=== Begin Enclosure ===

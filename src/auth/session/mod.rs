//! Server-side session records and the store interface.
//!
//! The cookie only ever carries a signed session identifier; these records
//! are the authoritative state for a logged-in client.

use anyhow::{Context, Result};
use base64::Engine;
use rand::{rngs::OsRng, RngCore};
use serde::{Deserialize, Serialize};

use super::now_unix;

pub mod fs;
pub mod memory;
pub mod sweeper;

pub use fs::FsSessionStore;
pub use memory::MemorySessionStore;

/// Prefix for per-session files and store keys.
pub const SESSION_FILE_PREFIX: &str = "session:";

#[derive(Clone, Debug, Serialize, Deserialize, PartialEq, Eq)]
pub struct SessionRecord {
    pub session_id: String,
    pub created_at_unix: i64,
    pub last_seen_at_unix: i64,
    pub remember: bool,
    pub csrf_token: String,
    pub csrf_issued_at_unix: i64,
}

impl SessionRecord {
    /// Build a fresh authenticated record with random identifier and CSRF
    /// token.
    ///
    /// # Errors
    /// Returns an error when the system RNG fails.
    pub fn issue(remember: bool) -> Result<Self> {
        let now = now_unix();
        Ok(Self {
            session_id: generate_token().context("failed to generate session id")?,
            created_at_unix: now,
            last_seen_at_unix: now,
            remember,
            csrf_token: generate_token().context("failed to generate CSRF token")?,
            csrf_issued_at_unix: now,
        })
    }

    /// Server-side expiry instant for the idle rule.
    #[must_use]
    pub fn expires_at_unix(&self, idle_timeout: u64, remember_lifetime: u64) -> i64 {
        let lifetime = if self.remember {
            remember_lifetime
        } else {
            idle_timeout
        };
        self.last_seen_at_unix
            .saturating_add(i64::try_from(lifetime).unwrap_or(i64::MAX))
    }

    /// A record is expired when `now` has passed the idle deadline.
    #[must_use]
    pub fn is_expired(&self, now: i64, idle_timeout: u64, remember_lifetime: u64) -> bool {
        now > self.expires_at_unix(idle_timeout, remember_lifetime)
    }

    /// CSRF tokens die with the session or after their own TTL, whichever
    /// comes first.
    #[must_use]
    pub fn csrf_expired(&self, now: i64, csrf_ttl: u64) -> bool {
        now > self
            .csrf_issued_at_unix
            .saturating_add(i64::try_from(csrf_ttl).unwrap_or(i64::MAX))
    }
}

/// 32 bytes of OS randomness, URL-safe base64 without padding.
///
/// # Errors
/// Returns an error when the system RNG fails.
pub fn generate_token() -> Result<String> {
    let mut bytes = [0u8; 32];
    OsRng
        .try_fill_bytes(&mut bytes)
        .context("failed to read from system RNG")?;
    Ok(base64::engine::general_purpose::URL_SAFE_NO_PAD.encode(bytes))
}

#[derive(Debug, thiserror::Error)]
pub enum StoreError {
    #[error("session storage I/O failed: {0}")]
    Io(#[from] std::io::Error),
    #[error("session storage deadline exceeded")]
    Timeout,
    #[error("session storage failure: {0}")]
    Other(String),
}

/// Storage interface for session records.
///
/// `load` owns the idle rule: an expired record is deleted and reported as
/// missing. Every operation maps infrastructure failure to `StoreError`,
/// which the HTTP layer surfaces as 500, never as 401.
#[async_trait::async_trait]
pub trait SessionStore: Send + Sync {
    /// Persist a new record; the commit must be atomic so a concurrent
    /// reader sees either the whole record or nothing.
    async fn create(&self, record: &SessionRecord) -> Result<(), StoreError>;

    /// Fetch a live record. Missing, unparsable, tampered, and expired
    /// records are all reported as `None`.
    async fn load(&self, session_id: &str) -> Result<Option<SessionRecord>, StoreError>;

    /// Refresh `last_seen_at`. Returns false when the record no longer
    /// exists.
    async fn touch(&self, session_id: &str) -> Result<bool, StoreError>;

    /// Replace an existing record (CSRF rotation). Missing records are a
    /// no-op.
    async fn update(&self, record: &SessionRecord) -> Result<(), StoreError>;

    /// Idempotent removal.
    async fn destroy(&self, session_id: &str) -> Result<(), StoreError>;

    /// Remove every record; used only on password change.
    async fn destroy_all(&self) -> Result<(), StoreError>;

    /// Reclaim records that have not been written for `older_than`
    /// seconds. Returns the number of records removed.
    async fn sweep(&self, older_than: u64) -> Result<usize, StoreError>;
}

=== End Enclosure ===

■ **What this task involves**: Return each line of the data above that includes the word "Deserialize".

■ **Exercise output**:
use serde::{Deserialize, Serialize};
#[derive(Clone, Debug, Serialize, Deserialize, PartialEq, Eq)]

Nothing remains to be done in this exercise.